Stored data:

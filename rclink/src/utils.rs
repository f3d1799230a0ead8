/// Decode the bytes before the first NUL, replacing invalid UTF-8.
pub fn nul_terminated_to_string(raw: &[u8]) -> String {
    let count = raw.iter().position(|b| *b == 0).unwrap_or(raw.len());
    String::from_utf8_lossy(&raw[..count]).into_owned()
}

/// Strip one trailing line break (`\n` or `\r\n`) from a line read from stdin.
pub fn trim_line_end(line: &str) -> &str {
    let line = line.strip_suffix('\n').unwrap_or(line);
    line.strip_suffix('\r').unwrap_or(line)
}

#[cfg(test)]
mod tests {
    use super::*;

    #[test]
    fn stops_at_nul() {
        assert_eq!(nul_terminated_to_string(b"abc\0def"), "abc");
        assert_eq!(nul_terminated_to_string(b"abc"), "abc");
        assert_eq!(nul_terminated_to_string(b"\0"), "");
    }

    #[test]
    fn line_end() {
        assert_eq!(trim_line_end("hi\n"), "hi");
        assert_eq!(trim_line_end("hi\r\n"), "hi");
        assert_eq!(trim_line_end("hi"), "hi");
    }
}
...
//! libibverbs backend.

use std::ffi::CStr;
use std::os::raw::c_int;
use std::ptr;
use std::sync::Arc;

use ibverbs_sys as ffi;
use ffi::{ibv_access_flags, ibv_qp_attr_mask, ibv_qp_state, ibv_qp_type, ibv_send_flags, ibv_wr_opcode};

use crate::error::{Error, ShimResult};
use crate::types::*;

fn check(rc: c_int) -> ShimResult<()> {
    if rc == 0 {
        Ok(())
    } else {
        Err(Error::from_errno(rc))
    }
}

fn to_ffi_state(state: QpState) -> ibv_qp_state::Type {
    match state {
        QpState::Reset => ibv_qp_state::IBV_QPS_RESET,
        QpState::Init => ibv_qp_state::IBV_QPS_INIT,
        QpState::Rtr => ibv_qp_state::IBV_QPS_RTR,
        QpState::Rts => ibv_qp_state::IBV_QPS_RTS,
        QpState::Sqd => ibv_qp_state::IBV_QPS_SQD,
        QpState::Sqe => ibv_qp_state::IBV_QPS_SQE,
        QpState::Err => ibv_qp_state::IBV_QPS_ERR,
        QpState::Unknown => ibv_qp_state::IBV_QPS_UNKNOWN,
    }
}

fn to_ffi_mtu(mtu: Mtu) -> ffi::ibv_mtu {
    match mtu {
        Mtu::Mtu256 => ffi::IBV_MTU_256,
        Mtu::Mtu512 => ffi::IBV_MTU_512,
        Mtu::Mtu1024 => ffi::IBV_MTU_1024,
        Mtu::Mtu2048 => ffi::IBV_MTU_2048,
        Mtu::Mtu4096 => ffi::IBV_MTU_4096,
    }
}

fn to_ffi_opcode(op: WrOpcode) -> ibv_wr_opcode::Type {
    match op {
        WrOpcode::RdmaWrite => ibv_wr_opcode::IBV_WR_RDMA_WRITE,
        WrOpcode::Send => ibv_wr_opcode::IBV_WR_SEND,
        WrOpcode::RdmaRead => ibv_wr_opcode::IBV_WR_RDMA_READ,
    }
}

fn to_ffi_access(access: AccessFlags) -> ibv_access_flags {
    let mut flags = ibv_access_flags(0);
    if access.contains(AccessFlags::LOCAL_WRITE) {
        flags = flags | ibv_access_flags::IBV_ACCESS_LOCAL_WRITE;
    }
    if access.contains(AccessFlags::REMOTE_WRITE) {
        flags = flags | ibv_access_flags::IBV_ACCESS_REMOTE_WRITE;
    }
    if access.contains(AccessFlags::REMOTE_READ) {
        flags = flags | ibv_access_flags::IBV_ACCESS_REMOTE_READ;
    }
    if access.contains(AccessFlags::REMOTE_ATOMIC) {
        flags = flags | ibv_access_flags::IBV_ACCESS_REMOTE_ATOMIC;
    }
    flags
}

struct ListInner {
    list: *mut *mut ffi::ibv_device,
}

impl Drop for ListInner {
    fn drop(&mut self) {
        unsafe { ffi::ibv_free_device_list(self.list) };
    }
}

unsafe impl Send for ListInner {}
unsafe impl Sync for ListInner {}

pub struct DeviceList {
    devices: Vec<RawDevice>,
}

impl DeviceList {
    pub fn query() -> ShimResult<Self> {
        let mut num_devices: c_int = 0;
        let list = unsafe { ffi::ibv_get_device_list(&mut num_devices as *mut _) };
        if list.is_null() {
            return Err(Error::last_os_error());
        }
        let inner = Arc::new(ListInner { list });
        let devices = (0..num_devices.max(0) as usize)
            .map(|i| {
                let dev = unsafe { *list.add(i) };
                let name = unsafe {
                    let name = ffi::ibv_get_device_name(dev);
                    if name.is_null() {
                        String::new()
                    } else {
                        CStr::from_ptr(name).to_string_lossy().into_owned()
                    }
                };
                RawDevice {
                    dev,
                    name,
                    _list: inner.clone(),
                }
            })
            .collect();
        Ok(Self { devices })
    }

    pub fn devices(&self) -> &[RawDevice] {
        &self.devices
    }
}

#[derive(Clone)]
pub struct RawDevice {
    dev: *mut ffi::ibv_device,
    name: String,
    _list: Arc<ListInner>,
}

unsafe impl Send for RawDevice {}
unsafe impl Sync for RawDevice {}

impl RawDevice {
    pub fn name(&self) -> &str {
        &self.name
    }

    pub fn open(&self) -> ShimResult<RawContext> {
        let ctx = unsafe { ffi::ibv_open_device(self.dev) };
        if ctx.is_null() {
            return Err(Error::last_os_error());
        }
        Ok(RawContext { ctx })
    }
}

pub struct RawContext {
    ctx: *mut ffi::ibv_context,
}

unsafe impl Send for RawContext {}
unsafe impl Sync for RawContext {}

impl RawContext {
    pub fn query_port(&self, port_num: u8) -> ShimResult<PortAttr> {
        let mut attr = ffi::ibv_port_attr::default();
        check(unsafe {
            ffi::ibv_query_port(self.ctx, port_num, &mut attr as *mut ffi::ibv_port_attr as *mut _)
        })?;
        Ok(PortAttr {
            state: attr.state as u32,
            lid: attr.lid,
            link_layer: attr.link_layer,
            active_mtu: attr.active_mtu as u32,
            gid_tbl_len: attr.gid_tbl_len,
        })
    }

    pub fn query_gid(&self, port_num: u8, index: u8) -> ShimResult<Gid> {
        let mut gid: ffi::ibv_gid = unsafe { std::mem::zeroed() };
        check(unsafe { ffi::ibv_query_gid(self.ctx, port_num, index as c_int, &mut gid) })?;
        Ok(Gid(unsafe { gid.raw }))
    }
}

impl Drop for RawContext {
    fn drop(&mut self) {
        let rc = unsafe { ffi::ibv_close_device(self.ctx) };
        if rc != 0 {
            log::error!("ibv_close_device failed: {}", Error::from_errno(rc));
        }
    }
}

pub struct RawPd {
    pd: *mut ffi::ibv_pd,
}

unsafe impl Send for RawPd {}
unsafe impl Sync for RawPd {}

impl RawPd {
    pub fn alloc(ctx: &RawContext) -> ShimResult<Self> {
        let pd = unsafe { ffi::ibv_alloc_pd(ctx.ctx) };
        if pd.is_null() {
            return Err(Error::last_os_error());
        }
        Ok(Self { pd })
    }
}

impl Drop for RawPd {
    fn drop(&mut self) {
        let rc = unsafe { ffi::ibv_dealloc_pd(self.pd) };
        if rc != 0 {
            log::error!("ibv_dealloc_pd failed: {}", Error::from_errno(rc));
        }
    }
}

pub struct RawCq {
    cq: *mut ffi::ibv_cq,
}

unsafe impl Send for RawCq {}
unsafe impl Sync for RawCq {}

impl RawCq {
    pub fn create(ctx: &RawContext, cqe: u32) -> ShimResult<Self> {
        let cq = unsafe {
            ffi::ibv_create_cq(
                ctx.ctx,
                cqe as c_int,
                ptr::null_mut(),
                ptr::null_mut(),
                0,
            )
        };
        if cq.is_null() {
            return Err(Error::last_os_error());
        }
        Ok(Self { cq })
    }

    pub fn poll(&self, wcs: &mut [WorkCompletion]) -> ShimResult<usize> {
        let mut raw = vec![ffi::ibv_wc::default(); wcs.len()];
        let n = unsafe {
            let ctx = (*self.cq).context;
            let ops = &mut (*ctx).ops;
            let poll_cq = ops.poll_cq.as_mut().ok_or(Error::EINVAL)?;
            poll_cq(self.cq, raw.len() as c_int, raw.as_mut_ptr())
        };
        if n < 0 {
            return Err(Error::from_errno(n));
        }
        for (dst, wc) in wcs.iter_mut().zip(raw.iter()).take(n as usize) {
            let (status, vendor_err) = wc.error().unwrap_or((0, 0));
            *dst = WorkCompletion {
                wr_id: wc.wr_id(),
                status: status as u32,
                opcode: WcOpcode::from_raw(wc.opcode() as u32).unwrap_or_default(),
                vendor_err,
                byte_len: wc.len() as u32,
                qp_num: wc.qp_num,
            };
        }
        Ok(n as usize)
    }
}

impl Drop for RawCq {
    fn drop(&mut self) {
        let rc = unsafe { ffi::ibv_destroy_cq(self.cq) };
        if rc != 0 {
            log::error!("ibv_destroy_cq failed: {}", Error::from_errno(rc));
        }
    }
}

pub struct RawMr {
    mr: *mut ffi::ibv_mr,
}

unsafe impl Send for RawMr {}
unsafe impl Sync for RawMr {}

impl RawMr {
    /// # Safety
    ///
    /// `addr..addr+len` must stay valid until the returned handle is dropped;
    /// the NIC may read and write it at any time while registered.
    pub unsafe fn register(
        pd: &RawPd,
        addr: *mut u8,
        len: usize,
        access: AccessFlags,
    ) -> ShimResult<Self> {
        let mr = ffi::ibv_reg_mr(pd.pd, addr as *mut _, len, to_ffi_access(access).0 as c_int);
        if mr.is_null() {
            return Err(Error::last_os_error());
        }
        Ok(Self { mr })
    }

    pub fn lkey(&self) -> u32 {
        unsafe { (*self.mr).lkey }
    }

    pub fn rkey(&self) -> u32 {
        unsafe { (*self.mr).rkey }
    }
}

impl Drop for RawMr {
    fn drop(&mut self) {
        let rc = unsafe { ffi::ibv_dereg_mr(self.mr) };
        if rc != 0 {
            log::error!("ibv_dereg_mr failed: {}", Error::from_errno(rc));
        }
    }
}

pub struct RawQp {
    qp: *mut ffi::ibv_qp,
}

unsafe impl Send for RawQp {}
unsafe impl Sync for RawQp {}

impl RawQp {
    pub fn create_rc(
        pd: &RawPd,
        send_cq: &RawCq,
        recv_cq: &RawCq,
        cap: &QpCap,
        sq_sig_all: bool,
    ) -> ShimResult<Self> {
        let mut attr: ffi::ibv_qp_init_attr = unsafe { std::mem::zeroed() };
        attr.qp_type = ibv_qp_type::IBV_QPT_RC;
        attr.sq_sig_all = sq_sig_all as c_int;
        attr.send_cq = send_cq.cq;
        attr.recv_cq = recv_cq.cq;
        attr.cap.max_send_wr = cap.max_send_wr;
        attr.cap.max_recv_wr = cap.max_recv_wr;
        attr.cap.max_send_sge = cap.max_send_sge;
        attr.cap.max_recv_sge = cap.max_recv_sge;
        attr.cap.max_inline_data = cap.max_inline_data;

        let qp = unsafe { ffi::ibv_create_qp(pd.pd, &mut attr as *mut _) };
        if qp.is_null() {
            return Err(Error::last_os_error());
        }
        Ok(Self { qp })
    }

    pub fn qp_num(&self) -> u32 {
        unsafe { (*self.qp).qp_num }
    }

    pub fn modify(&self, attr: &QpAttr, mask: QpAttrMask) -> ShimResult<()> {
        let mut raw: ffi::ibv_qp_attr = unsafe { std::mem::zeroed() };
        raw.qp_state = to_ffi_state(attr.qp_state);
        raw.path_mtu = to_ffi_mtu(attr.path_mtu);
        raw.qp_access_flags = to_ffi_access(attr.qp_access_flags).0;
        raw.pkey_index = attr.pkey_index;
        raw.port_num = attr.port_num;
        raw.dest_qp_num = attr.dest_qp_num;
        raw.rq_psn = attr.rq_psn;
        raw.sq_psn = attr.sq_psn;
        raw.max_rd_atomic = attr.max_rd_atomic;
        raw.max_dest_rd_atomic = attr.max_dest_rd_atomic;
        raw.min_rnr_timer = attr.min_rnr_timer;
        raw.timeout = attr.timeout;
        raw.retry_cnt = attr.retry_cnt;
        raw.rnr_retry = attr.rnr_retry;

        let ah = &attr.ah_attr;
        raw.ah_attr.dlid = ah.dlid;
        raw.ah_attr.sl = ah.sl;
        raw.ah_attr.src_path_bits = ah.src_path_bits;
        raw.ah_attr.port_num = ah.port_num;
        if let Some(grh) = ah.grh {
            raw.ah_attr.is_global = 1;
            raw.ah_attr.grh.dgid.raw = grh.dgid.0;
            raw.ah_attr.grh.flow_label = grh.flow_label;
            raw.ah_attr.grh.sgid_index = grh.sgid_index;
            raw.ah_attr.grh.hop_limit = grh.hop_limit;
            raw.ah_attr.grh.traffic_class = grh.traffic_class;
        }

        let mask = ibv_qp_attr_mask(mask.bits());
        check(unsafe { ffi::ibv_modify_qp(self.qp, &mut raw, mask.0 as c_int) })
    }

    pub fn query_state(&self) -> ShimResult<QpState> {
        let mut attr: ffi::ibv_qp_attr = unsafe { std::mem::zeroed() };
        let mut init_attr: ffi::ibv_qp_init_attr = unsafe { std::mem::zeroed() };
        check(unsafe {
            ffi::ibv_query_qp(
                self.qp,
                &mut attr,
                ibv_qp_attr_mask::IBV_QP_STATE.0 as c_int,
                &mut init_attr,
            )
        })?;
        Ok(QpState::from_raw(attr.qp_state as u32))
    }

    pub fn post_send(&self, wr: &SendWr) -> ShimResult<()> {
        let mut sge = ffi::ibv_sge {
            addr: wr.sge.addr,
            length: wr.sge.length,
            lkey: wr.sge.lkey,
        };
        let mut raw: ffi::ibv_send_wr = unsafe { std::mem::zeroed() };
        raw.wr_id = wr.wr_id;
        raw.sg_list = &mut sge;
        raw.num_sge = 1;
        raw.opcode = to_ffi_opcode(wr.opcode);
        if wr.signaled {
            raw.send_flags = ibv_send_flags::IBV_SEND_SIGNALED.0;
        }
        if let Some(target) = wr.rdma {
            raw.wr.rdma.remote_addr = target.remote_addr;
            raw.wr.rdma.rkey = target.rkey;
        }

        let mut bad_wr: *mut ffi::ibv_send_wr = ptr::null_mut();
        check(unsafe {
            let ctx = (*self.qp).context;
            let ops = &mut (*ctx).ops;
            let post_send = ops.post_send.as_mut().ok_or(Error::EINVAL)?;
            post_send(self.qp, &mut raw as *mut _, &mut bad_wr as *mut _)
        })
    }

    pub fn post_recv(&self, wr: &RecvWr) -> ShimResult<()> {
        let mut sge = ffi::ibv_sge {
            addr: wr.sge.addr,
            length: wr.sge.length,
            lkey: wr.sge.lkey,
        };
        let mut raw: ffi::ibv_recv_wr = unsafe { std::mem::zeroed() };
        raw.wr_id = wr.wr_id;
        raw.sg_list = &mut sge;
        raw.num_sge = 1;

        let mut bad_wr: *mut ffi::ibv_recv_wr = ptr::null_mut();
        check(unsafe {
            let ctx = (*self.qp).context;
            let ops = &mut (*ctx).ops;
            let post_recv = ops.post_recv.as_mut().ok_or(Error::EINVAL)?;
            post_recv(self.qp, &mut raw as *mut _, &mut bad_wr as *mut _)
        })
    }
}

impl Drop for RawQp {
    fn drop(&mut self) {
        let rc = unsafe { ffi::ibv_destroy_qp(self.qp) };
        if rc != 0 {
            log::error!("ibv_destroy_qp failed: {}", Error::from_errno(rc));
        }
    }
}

## WHAT TO DO
Looking at the records above, how many lines contain "zeroed"? Answer with the number alone.

## EXPECTED OUTPUT
7